I would like to use Solr atomic updates in combination with some stored copyField
destination fields, which is not a recommended combination - so I wish to understand the risks.
The Solr documentation for Atomic Updates says (my emphasis):
The core functionality of atomically updating a document requires that all fields in your schema must be configured as stored (stored="true") or docValues (docValues="true") except for fields which are
<copyField/>
destinations, which must be configured as stored="false". Atomic updates are applied to the document represented by the existing stored field values. All data in copyField destinations fields must originate from ONLY copyField sources.
However, I have some copyField
destinations that I would like to set stored=true
so that highlighting works correctly for them (see this question, for example).
I need atomic updates so that an (unrelated) field can be modified by another process, without losing data indexed by my process.

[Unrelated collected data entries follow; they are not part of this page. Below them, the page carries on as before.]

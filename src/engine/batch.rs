//! Batch engine: accepts items, flushes them in bounded batches on a timer,
//! backs off and sheds load while the sink is failing.

use opentelemetry::KeyValue;
use parking_lot::Mutex;
use std::sync::atomic::{AtomicBool, AtomicU32, Ordering};
use std::sync::{Arc, Weak};
use std::time::{Duration, Instant};
use tokio::runtime::Handle;
use tokio_util::sync::CancellationToken;
use tracing::{Instrument, debug, error, info};
use uuid::Uuid;

use crate::backoff::BackoffPolicy;
use crate::config::EngineConfig;
use crate::error::{Error, Result};
use crate::queue::BoundedWorkQueue;
use crate::telemetry::batch::{record_flush_result, start_flush_span};
use crate::telemetry::metrics;
use crate::timer::ReschedulingTimer;

use super::incident::{Incident, IncidentObserver, log_incident};
use super::sink::BatchSink;

type Include<T> = Box<dyn Fn(&T) -> bool + Send + Sync>;

/// Point-in-time view of an engine.
#[derive(Debug, Clone, PartialEq, Eq)]
pub struct EngineStatus {
    /// Items waiting in the queue (not counting a staged batch).
    pub queued: usize,
    pub consecutive_failures: u32,
    pub started: bool,
    pub unloading: bool,
}

/// Batching delivery engine.
///
/// Any number of threads may [`submit`](Self::submit); a single
/// timer-driven cycle drains the queue and calls the sink, so the sink is
/// never invoked concurrently. Cloning is cheap and shares the engine.
pub struct BatchEngine<T, S> {
    inner: Arc<Inner<T, S>>,
}

impl<T, S> Clone for BatchEngine<T, S> {
    fn clone(&self) -> Self {
        Self {
            inner: Arc::clone(&self.inner),
        }
    }
}

struct Inner<T, S> {
    id: Uuid,
    config: EngineConfig,
    queue: BoundedWorkQueue<T>,
    sink: S,
    include: Option<Include<T>>,
    on_incident: IncidentObserver,
    runtime: Handle,
    timer: ReschedulingTimer,
    /// Guards the started/unloading transitions. The flags are also atomics
    /// so the steady-state submit path takes no lock.
    boundary: Mutex<()>,
    started: AtomicBool,
    unloading: AtomicBool,
    /// Owned by the flush cycle; the async mutex is never contended because
    /// ticks do not overlap and the final flush runs after the timer is
    /// disposed.
    cycle: tokio::sync::Mutex<CycleState<T>>,
    /// Mirror of the backoff failure count for `status()`.
    failures: AtomicU32,
    cancel: CancellationToken,
}

struct CycleState<T> {
    staging: Vec<T>,
    backoff: BackoffPolicy,
}

// ---------------------------------------------------------------------------
// Builder
// ---------------------------------------------------------------------------

/// Builder for [`BatchEngine`]. Only the sink is required.
pub struct BatchEngineBuilder<T, S> {
    config: EngineConfig,
    sink: S,
    include: Option<Include<T>>,
    on_incident: Option<IncidentObserver>,
    runtime: Option<Handle>,
}

impl<T, S> BatchEngineBuilder<T, S>
where
    T: Send + Sync + 'static,
    S: BatchSink<T>,
{
    pub fn config(mut self, config: EngineConfig) -> Self {
        self.config = config;
        self
    }

    /// Only items for which `include` returns true are flushed; the rest are
    /// discarded when dequeued.
    pub fn include(mut self, include: impl Fn(&T) -> bool + Send + Sync + 'static) -> Self {
        self.include = Some(Box::new(include));
        self
    }

    pub fn on_incident(mut self, observer: impl Fn(&Incident) + Send + Sync + 'static) -> Self {
        self.on_incident = Some(Arc::new(observer));
        self
    }

    /// Runtime that drives the timer and the sink. Defaults to the runtime
    /// the builder is called from.
    pub fn runtime(mut self, runtime: Handle) -> Self {
        self.runtime = Some(runtime);
        self
    }

    /// Validate the configuration and build the engine.
    pub fn build(self) -> Result<BatchEngine<T, S>> {
        self.config.validate()?;

        let runtime = match self.runtime {
            Some(runtime) => runtime,
            None => Handle::try_current().map_err(|e| {
                Error::Runtime(format!("batch engine needs a tokio runtime: {e}"))
            })?,
        };

        let config = self.config;
        let backoff = BackoffPolicy::new(config.period, config.min_backoff, config.max_backoff);
        let queue = BoundedWorkQueue::new(config.queue_limit);
        let on_incident = self.on_incident.unwrap_or_else(|| Arc::new(log_incident));

        let inner = Arc::new_cyclic(|weak: &Weak<Inner<T, S>>| {
            let weak = weak.clone();
            let timer = ReschedulingTimer::new(runtime.clone(), move || {
                let weak = weak.clone();
                async move {
                    if let Some(inner) = weak.upgrade() {
                        inner.on_tick().await;
                    }
                }
            });

            Inner {
                id: Uuid::new_v4(),
                config,
                queue,
                sink: self.sink,
                include: self.include,
                on_incident,
                runtime,
                timer,
                boundary: Mutex::new(()),
                started: AtomicBool::new(false),
                unloading: AtomicBool::new(false),
                cycle: tokio::sync::Mutex::new(CycleState {
                    staging: Vec::new(),
                    backoff,
                }),
                failures: AtomicU32::new(0),
                cancel: CancellationToken::new(),
            }
        });

        debug!(engine_id = %inner.id, config = ?inner.config, "batch engine created");
        Ok(BatchEngine { inner })
    }
}

// ---------------------------------------------------------------------------
// Engine
// ---------------------------------------------------------------------------

impl<T, S> BatchEngine<T, S>
where
    T: Send + Sync + 'static,
    S: BatchSink<T>,
{
    pub fn builder(sink: S) -> BatchEngineBuilder<T, S> {
        BatchEngineBuilder {
            config: EngineConfig::default(),
            sink,
            include: None,
            on_incident: None,
            runtime: None,
        }
    }

    /// Build an engine on the current tokio runtime.
    pub fn new(config: EngineConfig, sink: S) -> Result<Self> {
        Self::builder(sink).config(config).build()
    }

    /// Build an engine on an explicit runtime; usable from outside it.
    pub fn with_runtime(config: EngineConfig, sink: S, runtime: Handle) -> Result<Self> {
        Self::builder(sink).config(config).runtime(runtime).build()
    }

    pub fn id(&self) -> Uuid {
        self.inner.id
    }

    /// Queue an item for delivery. Never blocks and never fails: items are
    /// silently dropped when the queue is full or the engine is shutting
    /// down. The first item starts the flush timer.
    pub fn submit(&self, item: T) {
        let inner = &self.inner;

        if inner.unloading.load(Ordering::Acquire) {
            return;
        }

        if !inner.started.load(Ordering::Acquire) {
            let _boundary = inner.boundary.lock();
            if inner.unloading.load(Ordering::Acquire) {
                return;
            }
            if !inner.started.load(Ordering::Acquire) {
                inner.enqueue(item);
                inner.started.store(true, Ordering::Release);
                // No flush has run yet, so the backoff interval is the period.
                let first = if inner.config.eagerly_emit_first_item {
                    Duration::ZERO
                } else {
                    inner.config.period
                };
                inner.timer.start(first);
                debug!(engine_id = %inner.id, first_flush_in = ?first, "batch engine started");
                return;
            }
        }

        inner.enqueue(item);
    }

    /// Stop accepting items, wait for an in-flight flush, then run one final
    /// flush of whatever is left.
    ///
    /// Blocks the calling thread until the final flush returns. The final
    /// flush runs on a dedicated thread, so a sink that resumes on some
    /// other executor cannot deadlock against the caller. Do not call this
    /// from a current-thread runtime's own thread; use
    /// [`close_async`](Self::close_async) there. Idempotent; a no-op if no
    /// item was ever submitted.
    pub fn close(&self) {
        let inner = &self.inner;
        {
            let _boundary = inner.boundary.lock();
            if !inner.started.load(Ordering::Acquire) || inner.unloading.load(Ordering::Acquire) {
                return;
            }
            inner.unloading.store(true, Ordering::Release);
        }

        info!(engine_id = %inner.id, queued = inner.queue.len(), "closing batch engine");
        inner.cancel.cancel();
        inner.timer.dispose();

        let drain = Arc::clone(inner);
        let runtime = inner.runtime.clone();
        let worker = std::thread::Builder::new()
            .name("batchq-final-flush".to_string())
            .spawn(move || {
                runtime.block_on(async move {
                    drain.run_cycle(&CancellationToken::new(), true).await;
                })
            });

        match worker {
            Ok(handle) => {
                if handle.join().is_err() {
                    error!(engine_id = %inner.id, "final flush panicked");
                }
            }
            Err(e) => error!(engine_id = %inner.id, error = %e, "failed to spawn final flush thread"),
        }

        info!(engine_id = %inner.id, "batch engine closed");
    }

    /// [`close`](Self::close) on the blocking pool, for async callers.
    pub async fn close_async(&self) {
        let engine = self.clone();
        if let Err(e) = tokio::task::spawn_blocking(move || engine.close()).await {
            error!(engine_id = %self.inner.id, error = %e, "close task failed");
        }
    }

    pub fn status(&self) -> EngineStatus {
        let inner = &self.inner;
        EngineStatus {
            queued: inner.queue.len(),
            consecutive_failures: inner.failures.load(Ordering::Acquire),
            started: inner.started.load(Ordering::Acquire),
            unloading: inner.unloading.load(Ordering::Acquire),
        }
    }
}

impl<T, S> Inner<T, S>
where
    T: Send + Sync + 'static,
    S: BatchSink<T>,
{
    fn enqueue(&self, item: T) {
        if self.queue.try_enqueue(item) {
            metrics::items_submitted().add(1, &[]);
            return;
        }

        metrics::items_dropped().add(1, &[KeyValue::new("reason", "queue_full")]);
        if let Some(capacity) = self.queue.capacity() {
            self.report(&Incident::QueueOverflow { capacity });
        }
    }

    fn report(&self, incident: &Incident) {
        (self.on_incident)(incident);
    }

    async fn on_tick(&self) {
        let next = self.run_cycle(&self.cancel, false).await;

        let _boundary = self.boundary.lock();
        if !self.unloading.load(Ordering::Acquire) {
            self.timer.start(next);
        }
    }

    /// One flush cycle. Returns the interval until the next one.
    ///
    /// Keeps flushing back-to-back while batches come out full and the sink
    /// keeps succeeding; a partial batch or a failure ends the cycle.
    async fn run_cycle(&self, cancel: &CancellationToken, during_shutdown: bool) -> Duration {
        let mut cycle = self.cycle.lock().await;
        let CycleState { staging, backoff } = &mut *cycle;

        loop {
            self.fill(staging);
            if staging.is_empty() {
                break;
            }

            let batch_size = staging.len();
            let span = start_flush_span(&self.id, batch_size, backoff.consecutive_failures());
            let started = Instant::now();
            let result = self
                .sink
                .flush(staging.as_slice(), cancel)
                .instrument(span.clone())
                .await;
            metrics::flush_duration_ms().record(started.elapsed().as_secs_f64() * 1000.0, &[]);

            let succeeded = match result {
                Ok(()) => {
                    record_flush_result(&span, "ok");
                    metrics::batches_flushed().add(1, &[KeyValue::new("result", "ok")]);
                    staging.clear();
                    backoff.mark_success();
                    true
                }
                Err(e) => {
                    record_flush_result(&span, "error");
                    metrics::batches_flushed().add(1, &[KeyValue::new("result", "error")]);
                    backoff.mark_failure();
                    self.report(&Incident::FlushFailed {
                        error: e.to_string(),
                        batch_size,
                        consecutive_failures: backoff.consecutive_failures(),
                        retry_in: backoff.next_interval(),
                        during_shutdown,
                    });
                    false
                }
            };

            // Batch first, then backlog.
            if backoff.should_drop_batch() && !staging.is_empty() {
                let items = staging.len();
                staging.clear();
                metrics::items_dropped()
                    .add(items as u64, &[KeyValue::new("reason", "batch_dropped")]);
                self.report(&Incident::BatchDropped {
                    items,
                    consecutive_failures: backoff.consecutive_failures(),
                });
            }
            if backoff.should_drop_queue() {
                let items = self.queue.drain_discard();
                if items > 0 {
                    metrics::items_dropped()
                        .add(items as u64, &[KeyValue::new("reason", "queue_dropped")]);
                    self.report(&Incident::QueueDropped {
                        items,
                        consecutive_failures: backoff.consecutive_failures(),
                    });
                }
            }

            self.failures
                .store(backoff.consecutive_failures(), Ordering::Release);

            if !succeeded || batch_size < self.config.batch_size_limit {
                break;
            }
        }

        backoff.next_interval()
    }

    /// Top the staging batch up from the queue, discarding excluded items.
    fn fill(&self, staging: &mut Vec<T>) {
        let mut excluded = 0u64;
        while staging.len() < self.config.batch_size_limit {
            let Some(item) = self.queue.try_dequeue() else {
                break;
            };
            let keep = match &self.include {
                Some(include) => include(&item),
                None => true,
            };
            if keep {
                staging.push(item);
            } else {
                excluded += 1;
            }
        }
        if excluded > 0 {
            metrics::items_dropped().add(excluded, &[KeyValue::new("reason", "excluded")]);
        }
    }
}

The documentation warns that:
If destinations are configured as stored, then Solr will attempt to index both the current value of the field as well as an additional copy from any source fields. If such fields contain some information that comes from the indexing program and some information that comes from copyField, then the information which originally came from the indexing program will be lost when an atomic update is made.
But what does that mean? Can someone give an example that demonstrates this information-loss problem?
I am unsure what is meant by "some information that comes from the indexing program and some information that comes from copyField", in concrete terms.
Is it safe to make one copyField
destination stored, whilst atomically updating other fields, or vice versa? I have tried this out via the Solr Admin console, and have not been able to demonstrate any issues, but would like to be clear on what circumstances would trigger the problem.